WHAT THIS TASK INVOLVES: Scan the lines below and report each one containing "properties" by copying it.
——
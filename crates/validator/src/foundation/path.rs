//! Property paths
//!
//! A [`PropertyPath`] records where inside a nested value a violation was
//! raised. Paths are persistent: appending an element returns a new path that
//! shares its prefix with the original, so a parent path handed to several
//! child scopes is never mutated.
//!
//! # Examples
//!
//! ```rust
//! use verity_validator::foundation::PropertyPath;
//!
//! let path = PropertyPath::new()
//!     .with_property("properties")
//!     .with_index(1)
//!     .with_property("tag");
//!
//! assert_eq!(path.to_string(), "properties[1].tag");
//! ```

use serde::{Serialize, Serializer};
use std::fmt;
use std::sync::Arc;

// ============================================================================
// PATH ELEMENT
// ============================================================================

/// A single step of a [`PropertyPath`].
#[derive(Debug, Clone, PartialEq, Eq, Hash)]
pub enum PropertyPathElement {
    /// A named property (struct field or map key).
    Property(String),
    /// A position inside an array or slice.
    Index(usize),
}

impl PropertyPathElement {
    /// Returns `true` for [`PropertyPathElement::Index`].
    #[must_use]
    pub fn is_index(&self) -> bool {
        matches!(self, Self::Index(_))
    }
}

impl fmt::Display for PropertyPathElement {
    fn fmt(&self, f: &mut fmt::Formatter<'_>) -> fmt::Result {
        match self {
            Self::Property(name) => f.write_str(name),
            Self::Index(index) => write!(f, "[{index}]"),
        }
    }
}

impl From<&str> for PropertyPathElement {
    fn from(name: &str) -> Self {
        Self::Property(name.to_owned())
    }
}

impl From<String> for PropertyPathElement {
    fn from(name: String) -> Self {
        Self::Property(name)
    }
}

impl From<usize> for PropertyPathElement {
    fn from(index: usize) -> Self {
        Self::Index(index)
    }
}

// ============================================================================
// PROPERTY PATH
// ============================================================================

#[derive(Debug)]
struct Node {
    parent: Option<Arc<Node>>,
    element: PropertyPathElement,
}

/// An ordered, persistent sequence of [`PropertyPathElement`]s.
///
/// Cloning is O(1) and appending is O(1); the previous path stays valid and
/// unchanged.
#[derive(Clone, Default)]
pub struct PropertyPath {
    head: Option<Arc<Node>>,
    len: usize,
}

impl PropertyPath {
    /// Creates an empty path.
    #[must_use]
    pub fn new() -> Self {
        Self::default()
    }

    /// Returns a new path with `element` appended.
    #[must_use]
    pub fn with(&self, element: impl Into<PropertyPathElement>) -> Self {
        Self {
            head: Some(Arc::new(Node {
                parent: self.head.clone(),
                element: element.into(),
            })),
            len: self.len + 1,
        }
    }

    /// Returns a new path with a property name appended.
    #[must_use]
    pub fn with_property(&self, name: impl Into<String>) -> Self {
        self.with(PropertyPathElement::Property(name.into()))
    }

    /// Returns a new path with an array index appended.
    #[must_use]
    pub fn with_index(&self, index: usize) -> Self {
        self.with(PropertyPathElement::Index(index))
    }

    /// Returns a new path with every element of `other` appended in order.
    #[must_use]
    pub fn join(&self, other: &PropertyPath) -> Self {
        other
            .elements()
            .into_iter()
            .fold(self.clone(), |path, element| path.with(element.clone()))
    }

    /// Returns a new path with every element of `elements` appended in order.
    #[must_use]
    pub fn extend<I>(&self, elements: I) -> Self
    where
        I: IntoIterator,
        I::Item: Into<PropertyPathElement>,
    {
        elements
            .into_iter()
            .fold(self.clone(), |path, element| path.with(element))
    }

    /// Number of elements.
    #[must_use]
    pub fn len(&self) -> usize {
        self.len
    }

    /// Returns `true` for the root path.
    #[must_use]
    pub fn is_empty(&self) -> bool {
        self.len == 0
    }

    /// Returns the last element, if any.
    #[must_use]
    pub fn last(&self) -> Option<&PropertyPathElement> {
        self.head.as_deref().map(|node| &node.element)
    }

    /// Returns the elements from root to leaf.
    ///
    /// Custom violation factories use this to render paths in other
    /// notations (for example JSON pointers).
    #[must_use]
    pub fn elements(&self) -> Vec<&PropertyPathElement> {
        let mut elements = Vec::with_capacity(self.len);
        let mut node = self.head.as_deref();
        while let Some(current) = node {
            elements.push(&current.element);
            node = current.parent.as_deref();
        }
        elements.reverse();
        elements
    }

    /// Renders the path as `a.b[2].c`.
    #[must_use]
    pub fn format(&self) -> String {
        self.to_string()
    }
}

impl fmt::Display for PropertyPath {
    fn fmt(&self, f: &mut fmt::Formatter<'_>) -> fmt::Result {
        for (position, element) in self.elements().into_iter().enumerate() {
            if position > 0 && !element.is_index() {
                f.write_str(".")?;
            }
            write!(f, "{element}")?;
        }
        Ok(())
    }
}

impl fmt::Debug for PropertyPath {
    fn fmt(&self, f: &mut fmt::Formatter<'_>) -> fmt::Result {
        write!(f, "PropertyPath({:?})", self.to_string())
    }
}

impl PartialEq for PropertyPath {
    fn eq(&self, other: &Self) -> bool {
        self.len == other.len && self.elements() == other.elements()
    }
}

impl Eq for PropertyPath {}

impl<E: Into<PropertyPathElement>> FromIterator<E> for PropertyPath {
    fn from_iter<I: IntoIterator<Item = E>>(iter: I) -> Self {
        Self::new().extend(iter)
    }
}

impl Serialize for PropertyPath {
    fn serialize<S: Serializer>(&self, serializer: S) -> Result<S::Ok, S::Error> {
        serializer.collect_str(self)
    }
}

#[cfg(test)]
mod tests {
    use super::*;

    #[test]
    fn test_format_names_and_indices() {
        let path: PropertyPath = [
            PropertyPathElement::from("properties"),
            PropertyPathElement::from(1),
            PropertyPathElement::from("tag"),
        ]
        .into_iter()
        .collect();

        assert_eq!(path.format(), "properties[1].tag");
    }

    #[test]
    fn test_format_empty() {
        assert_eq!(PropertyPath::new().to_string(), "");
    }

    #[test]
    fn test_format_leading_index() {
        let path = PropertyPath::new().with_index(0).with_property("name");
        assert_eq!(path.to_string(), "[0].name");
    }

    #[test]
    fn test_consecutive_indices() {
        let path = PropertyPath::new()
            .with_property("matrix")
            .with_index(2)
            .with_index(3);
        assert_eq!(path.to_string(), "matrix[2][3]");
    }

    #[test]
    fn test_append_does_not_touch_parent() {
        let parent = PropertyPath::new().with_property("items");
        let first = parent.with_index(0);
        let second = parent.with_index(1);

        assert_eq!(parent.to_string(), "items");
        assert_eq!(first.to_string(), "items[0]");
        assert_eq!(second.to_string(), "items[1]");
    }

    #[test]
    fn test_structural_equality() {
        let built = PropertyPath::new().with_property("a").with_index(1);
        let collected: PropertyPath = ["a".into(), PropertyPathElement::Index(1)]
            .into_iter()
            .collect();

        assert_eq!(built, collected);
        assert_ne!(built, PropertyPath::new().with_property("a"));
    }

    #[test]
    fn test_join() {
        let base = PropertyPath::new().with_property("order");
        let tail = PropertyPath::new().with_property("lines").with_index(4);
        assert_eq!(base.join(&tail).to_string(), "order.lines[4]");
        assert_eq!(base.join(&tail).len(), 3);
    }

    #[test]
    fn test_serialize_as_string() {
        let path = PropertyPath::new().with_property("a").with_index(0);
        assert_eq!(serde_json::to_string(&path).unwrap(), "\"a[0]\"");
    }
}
——
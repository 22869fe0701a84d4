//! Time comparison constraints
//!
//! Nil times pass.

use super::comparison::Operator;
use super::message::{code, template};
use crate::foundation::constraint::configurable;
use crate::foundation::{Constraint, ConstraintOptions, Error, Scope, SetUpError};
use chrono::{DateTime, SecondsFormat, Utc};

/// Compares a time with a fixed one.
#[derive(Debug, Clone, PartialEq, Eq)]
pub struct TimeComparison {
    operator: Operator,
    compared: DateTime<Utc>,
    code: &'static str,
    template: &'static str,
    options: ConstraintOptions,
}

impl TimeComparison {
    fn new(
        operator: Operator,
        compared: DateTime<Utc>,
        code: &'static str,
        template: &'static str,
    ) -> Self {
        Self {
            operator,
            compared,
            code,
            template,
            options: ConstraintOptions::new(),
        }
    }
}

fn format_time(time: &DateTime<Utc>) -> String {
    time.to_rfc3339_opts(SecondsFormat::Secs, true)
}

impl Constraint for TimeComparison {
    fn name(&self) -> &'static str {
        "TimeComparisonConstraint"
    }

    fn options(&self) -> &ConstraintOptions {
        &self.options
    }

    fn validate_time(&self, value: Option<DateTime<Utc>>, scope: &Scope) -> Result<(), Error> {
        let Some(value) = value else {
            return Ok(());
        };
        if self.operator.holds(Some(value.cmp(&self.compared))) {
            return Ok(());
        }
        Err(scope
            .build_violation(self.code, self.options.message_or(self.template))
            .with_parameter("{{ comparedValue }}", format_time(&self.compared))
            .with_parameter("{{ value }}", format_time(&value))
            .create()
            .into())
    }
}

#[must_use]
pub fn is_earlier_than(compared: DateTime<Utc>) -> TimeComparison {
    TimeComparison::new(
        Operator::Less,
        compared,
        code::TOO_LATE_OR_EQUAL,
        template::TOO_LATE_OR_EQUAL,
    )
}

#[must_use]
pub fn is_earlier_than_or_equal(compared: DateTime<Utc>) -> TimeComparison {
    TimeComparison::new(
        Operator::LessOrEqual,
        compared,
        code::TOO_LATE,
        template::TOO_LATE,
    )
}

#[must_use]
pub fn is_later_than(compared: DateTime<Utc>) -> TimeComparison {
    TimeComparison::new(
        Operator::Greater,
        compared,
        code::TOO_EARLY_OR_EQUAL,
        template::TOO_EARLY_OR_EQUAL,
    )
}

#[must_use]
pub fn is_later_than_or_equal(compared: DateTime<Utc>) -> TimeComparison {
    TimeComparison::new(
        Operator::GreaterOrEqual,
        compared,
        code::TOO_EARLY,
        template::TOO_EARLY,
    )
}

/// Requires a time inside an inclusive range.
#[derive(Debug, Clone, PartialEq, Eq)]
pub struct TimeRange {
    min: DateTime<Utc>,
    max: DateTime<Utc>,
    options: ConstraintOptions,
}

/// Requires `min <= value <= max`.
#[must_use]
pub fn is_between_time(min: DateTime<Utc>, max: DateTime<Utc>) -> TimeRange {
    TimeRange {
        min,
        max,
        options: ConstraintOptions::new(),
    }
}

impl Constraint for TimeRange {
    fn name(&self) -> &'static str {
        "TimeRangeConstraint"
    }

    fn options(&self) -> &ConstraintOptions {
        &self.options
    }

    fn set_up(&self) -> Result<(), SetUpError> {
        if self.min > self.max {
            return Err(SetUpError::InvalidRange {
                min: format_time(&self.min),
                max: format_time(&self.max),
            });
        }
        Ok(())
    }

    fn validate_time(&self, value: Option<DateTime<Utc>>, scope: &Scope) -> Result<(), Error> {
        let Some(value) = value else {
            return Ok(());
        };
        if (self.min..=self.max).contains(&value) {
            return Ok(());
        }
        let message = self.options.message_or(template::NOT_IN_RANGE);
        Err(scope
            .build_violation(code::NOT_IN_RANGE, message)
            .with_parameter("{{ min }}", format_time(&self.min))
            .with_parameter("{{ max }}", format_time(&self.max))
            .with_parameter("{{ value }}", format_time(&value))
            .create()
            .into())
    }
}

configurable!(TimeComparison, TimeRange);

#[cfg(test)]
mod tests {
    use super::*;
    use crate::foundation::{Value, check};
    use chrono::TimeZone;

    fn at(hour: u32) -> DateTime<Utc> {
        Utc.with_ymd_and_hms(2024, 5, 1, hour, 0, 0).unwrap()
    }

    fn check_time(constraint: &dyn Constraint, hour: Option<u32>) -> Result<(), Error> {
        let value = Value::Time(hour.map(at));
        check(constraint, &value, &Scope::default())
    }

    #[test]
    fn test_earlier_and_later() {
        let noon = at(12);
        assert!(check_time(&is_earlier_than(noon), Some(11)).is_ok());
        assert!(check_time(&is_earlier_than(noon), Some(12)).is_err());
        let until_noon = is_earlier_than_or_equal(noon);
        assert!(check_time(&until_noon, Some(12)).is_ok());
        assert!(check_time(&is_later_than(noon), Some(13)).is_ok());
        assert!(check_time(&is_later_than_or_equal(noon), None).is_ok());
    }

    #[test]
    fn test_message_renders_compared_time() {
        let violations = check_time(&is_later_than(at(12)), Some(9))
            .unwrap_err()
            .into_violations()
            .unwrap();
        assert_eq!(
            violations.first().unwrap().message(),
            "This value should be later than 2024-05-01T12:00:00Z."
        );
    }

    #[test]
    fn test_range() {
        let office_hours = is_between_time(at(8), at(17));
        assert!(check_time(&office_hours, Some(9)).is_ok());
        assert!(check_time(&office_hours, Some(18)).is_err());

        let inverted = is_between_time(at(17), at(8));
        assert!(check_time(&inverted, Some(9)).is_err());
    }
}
——
OUTPUT BELOW:
//!     .with_property("properties")
//! assert_eq!(path.to_string(), "properties[1].tag");
            PropertyPathElement::from("properties"),
        assert_eq!(path.format(), "properties[1].tag");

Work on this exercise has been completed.